#### Extracted entries ####

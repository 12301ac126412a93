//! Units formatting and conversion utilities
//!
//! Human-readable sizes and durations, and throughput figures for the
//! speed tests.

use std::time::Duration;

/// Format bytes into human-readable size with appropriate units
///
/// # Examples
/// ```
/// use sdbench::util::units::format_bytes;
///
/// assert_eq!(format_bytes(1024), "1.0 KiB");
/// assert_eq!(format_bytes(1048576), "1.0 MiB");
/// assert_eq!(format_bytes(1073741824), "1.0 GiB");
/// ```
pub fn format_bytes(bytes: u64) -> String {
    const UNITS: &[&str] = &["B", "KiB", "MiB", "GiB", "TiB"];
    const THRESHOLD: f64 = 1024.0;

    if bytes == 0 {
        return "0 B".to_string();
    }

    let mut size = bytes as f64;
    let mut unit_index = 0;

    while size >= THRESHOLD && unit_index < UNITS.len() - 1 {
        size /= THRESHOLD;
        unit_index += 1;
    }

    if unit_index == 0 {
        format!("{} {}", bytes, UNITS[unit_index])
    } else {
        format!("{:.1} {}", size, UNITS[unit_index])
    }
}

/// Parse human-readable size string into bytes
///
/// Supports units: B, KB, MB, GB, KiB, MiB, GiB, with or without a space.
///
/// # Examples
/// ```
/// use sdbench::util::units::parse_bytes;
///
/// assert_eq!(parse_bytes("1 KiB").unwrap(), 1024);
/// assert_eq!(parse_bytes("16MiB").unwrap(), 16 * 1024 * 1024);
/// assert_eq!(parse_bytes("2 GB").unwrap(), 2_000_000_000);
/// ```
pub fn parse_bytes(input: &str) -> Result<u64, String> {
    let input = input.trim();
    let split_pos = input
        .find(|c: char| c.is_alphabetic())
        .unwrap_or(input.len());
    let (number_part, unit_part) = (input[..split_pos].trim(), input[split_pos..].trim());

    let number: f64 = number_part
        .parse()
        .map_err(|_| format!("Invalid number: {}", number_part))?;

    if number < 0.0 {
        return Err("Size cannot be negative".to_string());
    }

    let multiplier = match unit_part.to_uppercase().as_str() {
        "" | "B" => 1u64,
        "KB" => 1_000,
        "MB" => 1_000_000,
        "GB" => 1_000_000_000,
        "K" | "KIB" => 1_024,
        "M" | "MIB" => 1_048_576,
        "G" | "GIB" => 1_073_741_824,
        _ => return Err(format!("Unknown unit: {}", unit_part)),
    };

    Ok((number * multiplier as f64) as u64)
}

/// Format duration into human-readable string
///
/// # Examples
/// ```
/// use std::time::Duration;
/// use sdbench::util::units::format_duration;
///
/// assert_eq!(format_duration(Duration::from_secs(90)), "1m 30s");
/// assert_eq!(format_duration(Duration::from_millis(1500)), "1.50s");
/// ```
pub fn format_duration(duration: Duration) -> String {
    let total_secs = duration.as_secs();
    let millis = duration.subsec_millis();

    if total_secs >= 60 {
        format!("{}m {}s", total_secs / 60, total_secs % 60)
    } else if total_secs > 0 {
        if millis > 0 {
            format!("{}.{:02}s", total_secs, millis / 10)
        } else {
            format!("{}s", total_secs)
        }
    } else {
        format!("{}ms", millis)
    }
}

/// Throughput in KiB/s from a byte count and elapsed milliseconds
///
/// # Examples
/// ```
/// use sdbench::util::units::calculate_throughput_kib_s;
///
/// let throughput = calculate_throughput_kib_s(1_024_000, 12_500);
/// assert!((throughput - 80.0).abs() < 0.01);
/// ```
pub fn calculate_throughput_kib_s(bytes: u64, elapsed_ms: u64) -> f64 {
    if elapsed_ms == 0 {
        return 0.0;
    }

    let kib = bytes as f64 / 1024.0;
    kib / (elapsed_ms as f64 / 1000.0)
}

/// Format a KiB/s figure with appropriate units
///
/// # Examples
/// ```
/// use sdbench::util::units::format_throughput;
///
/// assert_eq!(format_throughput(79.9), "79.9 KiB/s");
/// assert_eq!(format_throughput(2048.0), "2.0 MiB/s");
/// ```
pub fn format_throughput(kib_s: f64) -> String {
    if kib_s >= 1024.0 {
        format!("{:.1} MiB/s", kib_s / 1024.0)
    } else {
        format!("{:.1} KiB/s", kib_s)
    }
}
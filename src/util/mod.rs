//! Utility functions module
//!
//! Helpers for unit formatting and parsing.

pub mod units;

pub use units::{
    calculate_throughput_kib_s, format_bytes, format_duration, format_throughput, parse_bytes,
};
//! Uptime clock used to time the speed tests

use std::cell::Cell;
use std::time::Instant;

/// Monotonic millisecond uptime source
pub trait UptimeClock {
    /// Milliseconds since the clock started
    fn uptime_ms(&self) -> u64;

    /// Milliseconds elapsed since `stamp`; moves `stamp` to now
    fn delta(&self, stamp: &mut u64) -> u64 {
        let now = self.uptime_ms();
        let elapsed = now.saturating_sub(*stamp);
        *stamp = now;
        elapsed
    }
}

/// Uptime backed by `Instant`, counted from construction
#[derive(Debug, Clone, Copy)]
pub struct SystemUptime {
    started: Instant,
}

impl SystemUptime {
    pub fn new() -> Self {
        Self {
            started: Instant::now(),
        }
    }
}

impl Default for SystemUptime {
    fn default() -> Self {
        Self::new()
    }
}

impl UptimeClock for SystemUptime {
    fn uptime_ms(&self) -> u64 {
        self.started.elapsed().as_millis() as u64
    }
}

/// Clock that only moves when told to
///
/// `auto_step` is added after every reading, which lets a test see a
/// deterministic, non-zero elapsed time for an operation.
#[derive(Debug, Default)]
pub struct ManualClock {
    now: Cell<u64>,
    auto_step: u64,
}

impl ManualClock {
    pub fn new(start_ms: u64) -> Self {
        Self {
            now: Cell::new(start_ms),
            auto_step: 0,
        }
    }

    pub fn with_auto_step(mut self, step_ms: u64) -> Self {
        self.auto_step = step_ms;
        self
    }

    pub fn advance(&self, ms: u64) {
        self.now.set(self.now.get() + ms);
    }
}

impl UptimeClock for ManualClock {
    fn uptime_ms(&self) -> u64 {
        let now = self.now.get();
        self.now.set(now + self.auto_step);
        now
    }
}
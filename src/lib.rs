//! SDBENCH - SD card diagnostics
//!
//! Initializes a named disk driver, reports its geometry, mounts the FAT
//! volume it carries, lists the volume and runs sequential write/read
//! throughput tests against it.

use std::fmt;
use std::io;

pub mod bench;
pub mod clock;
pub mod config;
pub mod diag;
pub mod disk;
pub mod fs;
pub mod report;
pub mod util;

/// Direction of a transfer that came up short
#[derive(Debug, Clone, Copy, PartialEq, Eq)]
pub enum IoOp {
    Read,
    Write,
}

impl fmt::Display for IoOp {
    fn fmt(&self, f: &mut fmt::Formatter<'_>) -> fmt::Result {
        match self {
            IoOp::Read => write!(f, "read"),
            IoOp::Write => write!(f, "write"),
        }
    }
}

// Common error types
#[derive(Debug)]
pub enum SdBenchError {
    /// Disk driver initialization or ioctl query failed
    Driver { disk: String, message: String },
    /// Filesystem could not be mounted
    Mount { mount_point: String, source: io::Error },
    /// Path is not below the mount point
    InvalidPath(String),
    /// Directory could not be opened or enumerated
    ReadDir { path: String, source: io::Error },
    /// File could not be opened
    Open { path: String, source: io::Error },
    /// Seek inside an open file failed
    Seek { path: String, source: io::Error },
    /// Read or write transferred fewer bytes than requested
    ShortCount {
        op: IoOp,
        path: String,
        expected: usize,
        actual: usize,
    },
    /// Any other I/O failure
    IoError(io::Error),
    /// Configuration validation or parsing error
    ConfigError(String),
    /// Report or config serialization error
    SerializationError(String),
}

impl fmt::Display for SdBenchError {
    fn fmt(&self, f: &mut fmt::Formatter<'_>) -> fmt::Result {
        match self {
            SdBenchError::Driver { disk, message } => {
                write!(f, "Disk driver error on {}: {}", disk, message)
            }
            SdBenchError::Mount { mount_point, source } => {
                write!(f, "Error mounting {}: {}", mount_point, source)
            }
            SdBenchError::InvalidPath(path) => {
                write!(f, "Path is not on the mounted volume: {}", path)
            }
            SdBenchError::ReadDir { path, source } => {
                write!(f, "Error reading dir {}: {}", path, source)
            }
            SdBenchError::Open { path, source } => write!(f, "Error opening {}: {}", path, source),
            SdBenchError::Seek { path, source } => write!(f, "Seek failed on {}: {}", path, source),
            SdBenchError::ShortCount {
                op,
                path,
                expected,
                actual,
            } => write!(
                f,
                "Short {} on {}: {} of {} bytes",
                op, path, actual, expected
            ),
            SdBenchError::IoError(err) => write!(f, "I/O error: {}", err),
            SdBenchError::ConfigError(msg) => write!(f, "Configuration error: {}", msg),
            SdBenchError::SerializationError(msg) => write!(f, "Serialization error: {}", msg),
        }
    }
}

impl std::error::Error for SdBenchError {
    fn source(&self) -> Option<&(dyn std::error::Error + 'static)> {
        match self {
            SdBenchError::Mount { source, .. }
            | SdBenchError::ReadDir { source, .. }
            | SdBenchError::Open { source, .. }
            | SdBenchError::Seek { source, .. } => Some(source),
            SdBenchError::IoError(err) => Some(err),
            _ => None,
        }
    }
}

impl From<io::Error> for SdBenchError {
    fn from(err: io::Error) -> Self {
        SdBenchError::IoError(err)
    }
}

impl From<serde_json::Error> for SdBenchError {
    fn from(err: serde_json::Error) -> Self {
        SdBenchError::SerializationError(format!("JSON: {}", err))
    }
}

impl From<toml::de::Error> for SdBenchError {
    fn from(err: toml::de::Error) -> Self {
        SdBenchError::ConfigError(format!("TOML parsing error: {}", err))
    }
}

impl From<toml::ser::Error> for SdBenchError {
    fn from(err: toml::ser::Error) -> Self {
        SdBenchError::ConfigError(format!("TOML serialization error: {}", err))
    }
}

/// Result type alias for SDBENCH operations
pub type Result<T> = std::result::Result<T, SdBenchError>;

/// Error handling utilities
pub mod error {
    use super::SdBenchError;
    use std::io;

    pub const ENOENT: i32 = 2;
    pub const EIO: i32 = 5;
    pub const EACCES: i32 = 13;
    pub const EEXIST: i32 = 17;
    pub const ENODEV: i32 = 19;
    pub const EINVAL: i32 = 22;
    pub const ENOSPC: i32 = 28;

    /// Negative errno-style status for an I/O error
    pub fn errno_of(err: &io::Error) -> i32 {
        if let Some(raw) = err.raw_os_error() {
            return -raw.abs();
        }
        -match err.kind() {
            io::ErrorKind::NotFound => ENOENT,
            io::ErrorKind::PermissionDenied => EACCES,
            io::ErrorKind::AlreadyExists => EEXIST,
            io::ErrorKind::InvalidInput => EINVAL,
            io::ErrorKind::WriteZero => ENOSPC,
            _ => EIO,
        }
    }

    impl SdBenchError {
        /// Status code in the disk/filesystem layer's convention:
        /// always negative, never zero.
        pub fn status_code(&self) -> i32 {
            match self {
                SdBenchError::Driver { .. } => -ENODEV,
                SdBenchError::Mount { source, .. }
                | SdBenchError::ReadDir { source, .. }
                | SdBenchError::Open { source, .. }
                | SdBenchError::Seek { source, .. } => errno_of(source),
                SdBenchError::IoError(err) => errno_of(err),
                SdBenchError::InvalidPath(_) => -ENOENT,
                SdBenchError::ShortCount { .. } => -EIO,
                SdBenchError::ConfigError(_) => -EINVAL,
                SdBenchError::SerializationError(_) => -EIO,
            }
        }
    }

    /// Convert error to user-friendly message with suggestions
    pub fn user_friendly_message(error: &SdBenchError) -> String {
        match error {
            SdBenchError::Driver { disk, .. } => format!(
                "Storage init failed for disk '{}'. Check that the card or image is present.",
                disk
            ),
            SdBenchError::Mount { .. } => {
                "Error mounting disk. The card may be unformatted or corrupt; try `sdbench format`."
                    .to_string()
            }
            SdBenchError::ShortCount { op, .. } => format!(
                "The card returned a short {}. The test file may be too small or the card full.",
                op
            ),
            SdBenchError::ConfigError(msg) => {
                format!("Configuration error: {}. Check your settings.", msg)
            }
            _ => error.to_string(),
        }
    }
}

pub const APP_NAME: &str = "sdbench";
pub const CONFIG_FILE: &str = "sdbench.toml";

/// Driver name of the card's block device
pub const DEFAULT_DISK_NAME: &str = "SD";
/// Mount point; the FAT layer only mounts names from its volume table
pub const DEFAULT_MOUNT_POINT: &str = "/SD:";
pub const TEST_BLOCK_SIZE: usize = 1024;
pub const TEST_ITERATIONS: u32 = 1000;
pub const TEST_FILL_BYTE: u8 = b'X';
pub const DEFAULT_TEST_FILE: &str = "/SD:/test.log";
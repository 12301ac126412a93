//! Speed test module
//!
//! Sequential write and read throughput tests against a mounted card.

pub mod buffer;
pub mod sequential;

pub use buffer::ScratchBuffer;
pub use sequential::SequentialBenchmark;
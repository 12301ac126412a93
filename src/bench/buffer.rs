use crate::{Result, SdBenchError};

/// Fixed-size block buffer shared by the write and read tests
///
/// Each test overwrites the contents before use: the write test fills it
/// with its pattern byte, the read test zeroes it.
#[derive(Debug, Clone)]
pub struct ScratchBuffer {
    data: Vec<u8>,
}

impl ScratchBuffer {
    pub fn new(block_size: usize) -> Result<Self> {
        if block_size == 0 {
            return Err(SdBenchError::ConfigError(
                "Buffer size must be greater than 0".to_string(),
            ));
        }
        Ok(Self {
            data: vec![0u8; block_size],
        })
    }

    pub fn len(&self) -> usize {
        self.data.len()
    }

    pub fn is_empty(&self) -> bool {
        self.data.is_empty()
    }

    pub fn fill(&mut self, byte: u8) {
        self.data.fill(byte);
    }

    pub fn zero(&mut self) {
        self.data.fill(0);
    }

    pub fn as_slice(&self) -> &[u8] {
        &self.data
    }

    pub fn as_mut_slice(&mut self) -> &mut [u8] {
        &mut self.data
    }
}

####

■ Task brief:
Wherever the string "only" is found in the listing above, copy the line that contains it.

■ Answer for the task:
/// Clock that only moves when told to
/// Mount point; the FAT layer only mounts names from its volume table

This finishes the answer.